YM: Wow, I never even considered how the legalization of gay marriage and the way society has overall become more accepting of these relationships might change how this movie was received. Do you think those societal changes were the catalyst for your students’ reactions?
KB: Yeah, I definitely think a lot of the legal changes went hand-in-hand with social changes or, in some cases, have created this safe arena for people to show that if you legalize gay marriage in Massachusetts, the world's not going to end. Now, you know what's going to happen, so why wouldn't you want to legalize it in another state? But yeah, I think one of the most striking things to me was when I was in graduate school, I took an applied ethics course, and one of the articles was about whether gay sex is moral. If you were to ask my students that question, they wouldn’t really get it. They would understand the words, but it’d be no different than if I were to ask if interracial marriage should be permitted by the state.
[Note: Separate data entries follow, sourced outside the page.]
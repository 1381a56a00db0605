// Copyright 2018-2022 Clemens Lutz
//
// Licensed under the Apache License, Version 2.0 (the "License");
// you may not use this file except in compliance with the License.
// You may obtain a copy of the License at
//
//     http://www.apache.org/licenses/LICENSE-2.0
//
// Unless required by applicable law or agreed to in writing, software
// distributed under the License is distributed on an "AS IS" BASIS,
// WITHOUT WARRANTIES OR CONDITIONS OF ANY KIND, either express or implied.
// See the License for the specific language governing permissions and
// limitations under the License.


use crate::data_store::TupleAccess;
use crate::datum::{Datum, RowRef, Tuple};
use crate::error::{ErrorKind, Result};

/// A relation stored column by column.
///
/// All columns have the same length. Rows are directly indexed like in a
/// `RowStore`.
#[derive(Clone, Debug, Default)]
pub struct ColumnStore {
    nitems: u32,
    columns: Vec<Vec<Datum>>,
}

impl ColumnStore {
    pub fn new(columns: Vec<Vec<Datum>>) -> Result<Self> {
        let nitems = columns.first().map_or(0, Vec::len);
        if columns.iter().any(|c| c.len() != nitems) {
            Err(ErrorKind::InvalidArgument(
                "Columns have different lengths".to_string(),
            ))?;
        }
        if nitems >= u32::MAX as usize {
            Err(ErrorKind::IntegerOverflow(
                "Column store has too many rows".to_string(),
            ))?;
        }

        Ok(Self {
            nitems: nitems as u32,
            columns,
        })
    }

    /// Transposes row-wise tuples into columns.
    pub fn from_tuples(ncols: usize, tuples: Vec<Tuple>) -> Result<Self> {
        let mut columns: Vec<Vec<Datum>> = (0..ncols)
            .map(|_| Vec::with_capacity(tuples.len()))
            .collect();

        for tuple in tuples {
            if tuple.natts() != ncols {
                Err(ErrorKind::InvalidArgument(format!(
                    "Tuple has {} attributes, but the store expects {}",
                    tuple.natts(),
                    ncols
                )))?;
            }
            columns
                .iter_mut()
                .zip(tuple.into_values())
                .for_each(|(c, v)| c.push(v));
        }

        Self::new(columns)
    }

    pub fn ncols(&self) -> usize {
        self.columns.len()
    }

    pub fn nitems(&self) -> u32 {
        self.nitems
    }

    pub fn column(&self, col: usize) -> Option<&[Datum]> {
        self.columns.get(col).map(Vec::as_slice)
    }

    pub fn datum_at(&self, row_index: u32, col: usize) -> Option<&Datum> {
        self.columns
            .get(col)
            .and_then(|c| c.get(row_index as usize))
    }
}

impl TupleAccess for ColumnStore {
    fn attr(&self, row: RowRef, col: usize) -> Option<&Datum> {
        row.index().and_then(|i| self.datum_at(i, col))
    }
}

#[cfg(test)]
mod tests {
    use super::*;

    #[test]
    fn transposes_tuples() -> Result<()> {
        let store = ColumnStore::from_tuples(
            2,
            vec![
                Tuple::new(vec![Datum::Int(1), Datum::Int(10)]),
                Tuple::new(vec![Datum::Int(2), Datum::Int(20)]),
            ],
        )?;

        assert_eq!(store.nitems(), 2);
        assert_eq!(store.attr(RowRef::from_index(1), 1), Some(&Datum::Int(20)));
        assert_eq!(store.attr(RowRef::NULL, 0), None);
        Ok(())
    }

    #[test]
    fn rejects_ragged_columns() {
        assert!(ColumnStore::new(vec![vec![Datum::Int(1)], vec![]]).is_err());
    }
}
I think they would say, like, ‘Well, yeah.’ So, I think it’s been fascinating to see just how much has changed in 10 to 15 years.
YM: Given the way things have changed and progressed, what do you think are some of the topics that are top of mind for your students right now?
KB: I think a lot of them are really interested in talking about trans issues, which in some ways comes with this kind of deep fascination and concern, but also this reluctance to actually talk about these issues in a conversation. That’s because I think they haven't quite mastered a lot of the vocabulary. So, if I push on the difference and say, ‘What do you mean by trans?’ They don’t really know.
And so, we start talking about what it means to define being trans in terms of surgery or hormones, or changing a name and pronouns, or how social changes are not the same thing as changing legal documents. We also talked about if gender identity was independent from sexual orientation, and a lot of the students recognized they never thought about how each of these parts came together.